* **EXERCISE AIM**:
Below are several records. Retype exactly those lines running from the one with "for &(y, x)" through the one with "256 table entries.", end lines included, and no others.

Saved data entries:
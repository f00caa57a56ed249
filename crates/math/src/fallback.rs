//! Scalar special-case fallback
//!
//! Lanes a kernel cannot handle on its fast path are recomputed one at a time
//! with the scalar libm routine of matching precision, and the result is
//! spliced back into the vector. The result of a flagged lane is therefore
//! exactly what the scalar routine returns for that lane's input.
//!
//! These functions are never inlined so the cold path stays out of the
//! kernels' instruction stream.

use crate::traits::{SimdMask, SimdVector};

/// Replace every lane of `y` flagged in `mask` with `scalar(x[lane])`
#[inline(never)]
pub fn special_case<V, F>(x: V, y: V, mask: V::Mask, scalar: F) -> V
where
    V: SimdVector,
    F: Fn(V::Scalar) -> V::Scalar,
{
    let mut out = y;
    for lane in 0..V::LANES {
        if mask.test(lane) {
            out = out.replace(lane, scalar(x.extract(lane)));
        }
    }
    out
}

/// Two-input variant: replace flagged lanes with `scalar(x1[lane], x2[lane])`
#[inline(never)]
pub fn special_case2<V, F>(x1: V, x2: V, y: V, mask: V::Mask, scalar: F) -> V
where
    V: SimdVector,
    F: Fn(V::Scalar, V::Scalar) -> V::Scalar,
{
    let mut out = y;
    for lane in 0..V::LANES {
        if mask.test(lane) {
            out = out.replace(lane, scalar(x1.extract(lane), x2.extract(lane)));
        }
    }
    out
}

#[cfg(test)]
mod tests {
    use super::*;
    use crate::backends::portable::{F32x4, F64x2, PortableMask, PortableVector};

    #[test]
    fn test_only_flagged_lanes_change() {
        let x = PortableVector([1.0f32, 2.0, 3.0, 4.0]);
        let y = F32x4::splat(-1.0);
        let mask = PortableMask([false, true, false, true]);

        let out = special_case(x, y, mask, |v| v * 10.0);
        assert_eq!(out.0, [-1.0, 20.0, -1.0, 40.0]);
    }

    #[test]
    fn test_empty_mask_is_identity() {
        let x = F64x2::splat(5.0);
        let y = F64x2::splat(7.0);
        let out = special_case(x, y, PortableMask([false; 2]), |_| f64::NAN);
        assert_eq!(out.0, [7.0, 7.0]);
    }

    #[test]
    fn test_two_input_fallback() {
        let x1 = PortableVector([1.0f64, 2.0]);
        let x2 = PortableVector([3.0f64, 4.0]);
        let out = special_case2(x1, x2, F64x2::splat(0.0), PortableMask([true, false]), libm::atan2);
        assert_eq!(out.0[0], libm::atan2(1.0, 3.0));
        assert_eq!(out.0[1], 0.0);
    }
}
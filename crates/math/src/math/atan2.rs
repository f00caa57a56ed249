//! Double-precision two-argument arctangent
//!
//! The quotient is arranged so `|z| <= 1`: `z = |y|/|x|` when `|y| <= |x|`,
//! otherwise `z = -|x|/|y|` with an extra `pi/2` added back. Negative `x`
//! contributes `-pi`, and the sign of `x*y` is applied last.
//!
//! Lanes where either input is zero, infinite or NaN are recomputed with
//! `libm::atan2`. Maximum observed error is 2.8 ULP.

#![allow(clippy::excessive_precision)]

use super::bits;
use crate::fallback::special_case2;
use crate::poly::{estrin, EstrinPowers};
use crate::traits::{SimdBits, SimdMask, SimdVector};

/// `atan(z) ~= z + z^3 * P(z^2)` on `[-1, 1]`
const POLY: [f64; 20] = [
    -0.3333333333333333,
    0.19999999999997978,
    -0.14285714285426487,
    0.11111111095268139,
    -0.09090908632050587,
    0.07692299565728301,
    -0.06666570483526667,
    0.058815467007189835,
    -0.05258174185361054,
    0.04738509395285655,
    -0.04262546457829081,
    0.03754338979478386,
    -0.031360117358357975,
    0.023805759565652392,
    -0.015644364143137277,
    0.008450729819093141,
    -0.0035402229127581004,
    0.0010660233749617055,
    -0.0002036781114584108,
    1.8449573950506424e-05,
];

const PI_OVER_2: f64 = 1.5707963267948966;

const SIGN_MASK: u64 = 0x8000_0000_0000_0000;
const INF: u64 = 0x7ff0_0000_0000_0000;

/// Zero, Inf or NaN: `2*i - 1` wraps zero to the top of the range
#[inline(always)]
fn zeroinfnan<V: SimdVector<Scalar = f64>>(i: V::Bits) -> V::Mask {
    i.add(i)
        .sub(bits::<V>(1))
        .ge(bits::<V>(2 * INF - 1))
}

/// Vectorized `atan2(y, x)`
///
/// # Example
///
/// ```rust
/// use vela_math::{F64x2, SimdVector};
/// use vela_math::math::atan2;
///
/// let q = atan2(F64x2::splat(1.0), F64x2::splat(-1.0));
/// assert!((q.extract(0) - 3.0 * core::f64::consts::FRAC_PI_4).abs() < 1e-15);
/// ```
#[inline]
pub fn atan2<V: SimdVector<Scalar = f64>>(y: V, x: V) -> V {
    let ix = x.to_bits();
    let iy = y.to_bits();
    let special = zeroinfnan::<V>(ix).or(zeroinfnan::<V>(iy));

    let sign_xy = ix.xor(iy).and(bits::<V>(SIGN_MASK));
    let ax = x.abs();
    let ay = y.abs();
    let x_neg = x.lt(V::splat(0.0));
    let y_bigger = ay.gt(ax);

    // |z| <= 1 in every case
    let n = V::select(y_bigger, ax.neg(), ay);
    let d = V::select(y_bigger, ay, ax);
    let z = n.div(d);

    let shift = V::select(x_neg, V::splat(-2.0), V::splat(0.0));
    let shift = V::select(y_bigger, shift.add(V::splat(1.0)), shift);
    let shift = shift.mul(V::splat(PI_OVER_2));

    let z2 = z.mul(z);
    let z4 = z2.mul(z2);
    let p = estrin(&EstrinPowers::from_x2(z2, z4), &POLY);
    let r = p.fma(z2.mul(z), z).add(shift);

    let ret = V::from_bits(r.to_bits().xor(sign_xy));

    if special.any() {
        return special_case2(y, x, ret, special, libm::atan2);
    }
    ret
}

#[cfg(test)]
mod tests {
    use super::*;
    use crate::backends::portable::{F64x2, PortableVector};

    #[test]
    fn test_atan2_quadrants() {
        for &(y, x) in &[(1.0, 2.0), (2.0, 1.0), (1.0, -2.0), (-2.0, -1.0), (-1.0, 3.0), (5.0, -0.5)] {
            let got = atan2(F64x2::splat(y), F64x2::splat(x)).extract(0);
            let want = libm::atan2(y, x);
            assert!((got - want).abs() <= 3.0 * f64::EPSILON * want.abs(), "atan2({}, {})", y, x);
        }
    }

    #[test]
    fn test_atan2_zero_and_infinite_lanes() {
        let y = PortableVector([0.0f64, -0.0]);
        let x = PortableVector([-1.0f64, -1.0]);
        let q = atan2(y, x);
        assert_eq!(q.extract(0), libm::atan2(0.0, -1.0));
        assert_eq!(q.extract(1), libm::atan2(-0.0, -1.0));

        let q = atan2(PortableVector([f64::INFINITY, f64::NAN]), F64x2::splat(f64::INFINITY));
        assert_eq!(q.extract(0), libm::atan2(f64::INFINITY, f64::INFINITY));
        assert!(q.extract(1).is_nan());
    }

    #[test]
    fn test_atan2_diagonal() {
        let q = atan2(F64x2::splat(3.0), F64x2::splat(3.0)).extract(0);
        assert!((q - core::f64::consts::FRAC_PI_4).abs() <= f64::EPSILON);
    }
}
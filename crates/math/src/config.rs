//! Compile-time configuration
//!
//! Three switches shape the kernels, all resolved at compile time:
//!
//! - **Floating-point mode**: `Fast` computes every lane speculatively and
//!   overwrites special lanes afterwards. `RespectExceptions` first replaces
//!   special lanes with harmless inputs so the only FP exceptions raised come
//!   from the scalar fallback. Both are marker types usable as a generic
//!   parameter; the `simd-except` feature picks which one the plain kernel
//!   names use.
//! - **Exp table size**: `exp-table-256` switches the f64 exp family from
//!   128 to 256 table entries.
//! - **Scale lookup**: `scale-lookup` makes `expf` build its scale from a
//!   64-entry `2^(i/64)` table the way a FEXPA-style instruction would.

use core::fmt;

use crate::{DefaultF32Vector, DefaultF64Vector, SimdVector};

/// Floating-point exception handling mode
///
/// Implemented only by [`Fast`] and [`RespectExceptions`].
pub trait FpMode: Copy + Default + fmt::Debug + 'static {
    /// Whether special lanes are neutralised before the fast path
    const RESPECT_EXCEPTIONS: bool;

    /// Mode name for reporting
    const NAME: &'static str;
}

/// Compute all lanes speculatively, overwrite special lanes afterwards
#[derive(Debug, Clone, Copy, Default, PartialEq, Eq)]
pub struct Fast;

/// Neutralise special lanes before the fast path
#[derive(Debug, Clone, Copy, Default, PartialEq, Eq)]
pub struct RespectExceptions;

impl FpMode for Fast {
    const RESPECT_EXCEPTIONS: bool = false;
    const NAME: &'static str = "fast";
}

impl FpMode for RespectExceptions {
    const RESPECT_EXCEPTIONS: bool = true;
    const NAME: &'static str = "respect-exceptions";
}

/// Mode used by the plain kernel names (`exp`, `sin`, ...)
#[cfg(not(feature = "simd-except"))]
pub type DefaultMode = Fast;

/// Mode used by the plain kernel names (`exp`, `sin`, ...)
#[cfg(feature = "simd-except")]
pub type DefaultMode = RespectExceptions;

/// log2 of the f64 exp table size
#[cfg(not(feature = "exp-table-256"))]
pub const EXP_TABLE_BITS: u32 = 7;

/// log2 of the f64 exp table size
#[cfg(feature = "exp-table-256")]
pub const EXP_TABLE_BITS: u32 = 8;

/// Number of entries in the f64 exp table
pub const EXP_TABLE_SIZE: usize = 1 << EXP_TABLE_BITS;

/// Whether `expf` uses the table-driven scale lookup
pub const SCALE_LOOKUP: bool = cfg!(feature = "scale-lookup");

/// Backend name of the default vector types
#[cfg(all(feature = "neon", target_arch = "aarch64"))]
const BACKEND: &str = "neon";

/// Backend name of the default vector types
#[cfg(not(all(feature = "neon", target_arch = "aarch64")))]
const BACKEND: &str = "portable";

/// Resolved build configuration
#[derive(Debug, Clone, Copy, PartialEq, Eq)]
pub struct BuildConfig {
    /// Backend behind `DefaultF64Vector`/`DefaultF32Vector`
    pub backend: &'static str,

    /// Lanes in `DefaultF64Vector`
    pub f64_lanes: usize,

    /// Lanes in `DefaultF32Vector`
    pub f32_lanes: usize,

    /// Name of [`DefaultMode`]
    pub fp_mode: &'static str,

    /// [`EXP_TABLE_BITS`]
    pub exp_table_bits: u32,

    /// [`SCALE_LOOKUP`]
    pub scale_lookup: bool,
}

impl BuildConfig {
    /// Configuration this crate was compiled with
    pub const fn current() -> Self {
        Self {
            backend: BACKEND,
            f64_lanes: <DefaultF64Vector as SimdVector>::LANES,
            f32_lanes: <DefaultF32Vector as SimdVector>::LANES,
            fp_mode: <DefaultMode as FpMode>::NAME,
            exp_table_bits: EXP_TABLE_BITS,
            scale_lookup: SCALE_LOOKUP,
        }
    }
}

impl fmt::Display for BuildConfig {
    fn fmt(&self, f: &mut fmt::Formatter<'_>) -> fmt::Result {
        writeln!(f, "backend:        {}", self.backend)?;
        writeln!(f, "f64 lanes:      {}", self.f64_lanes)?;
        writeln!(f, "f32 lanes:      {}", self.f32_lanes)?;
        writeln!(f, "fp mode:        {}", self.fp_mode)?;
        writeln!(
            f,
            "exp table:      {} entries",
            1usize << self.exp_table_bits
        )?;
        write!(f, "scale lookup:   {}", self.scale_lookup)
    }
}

* **REPLY TO THE EXERCISE**:
        for &(y, x) in &[(1.0, 2.0), (2.0, 1.0), (1.0, -2.0), (-2.0, -1.0), (-1.0, 3.0), (5.0, -0.5)] {
            let got = atan2(F64x2::splat(y), F64x2::splat(x)).extract(0);
            let want = libm::atan2(y, x);
            assert!((got - want).abs() <= 3.0 * f64::EPSILON * want.abs(), "atan2({}, {})", y, x);
        }
    }

    #[test]
    fn test_atan2_zero_and_infinite_lanes() {
        let y = PortableVector([0.0f64, -0.0]);
        let x = PortableVector([-1.0f64, -1.0]);
        let q = atan2(y, x);
        assert_eq!(q.extract(0), libm::atan2(0.0, -1.0));
        assert_eq!(q.extract(1), libm::atan2(-0.0, -1.0));

        let q = atan2(PortableVector([f64::INFINITY, f64::NAN]), F64x2::splat(f64::INFINITY));
        assert_eq!(q.extract(0), libm::atan2(f64::INFINITY, f64::INFINITY));
        assert!(q.extract(1).is_nan());
    }

    #[test]
    fn test_atan2_diagonal() {
        let q = atan2(F64x2::splat(3.0), F64x2::splat(3.0)).extract(0);
        assert!((q - core::f64::consts::FRAC_PI_4).abs() <= f64::EPSILON);
    }
}
filename crates/math/src/config.rs
//! Compile-time configuration
//!
//! Three switches shape the kernels, all resolved at compile time:
//!
//! - **Floating-point mode**: `Fast` computes every lane speculatively and
//!   overwrites special lanes afterwards. `RespectExceptions` first replaces
//!   special lanes with harmless inputs so the only FP exceptions raised come
//!   from the scalar fallback. Both are marker types usable as a generic
//!   parameter; the `simd-except` feature picks which one the plain kernel
//!   names use.
//! - **Exp table size**: `exp-table-256` switches the f64 exp family from
//!   128 to 256 table entries.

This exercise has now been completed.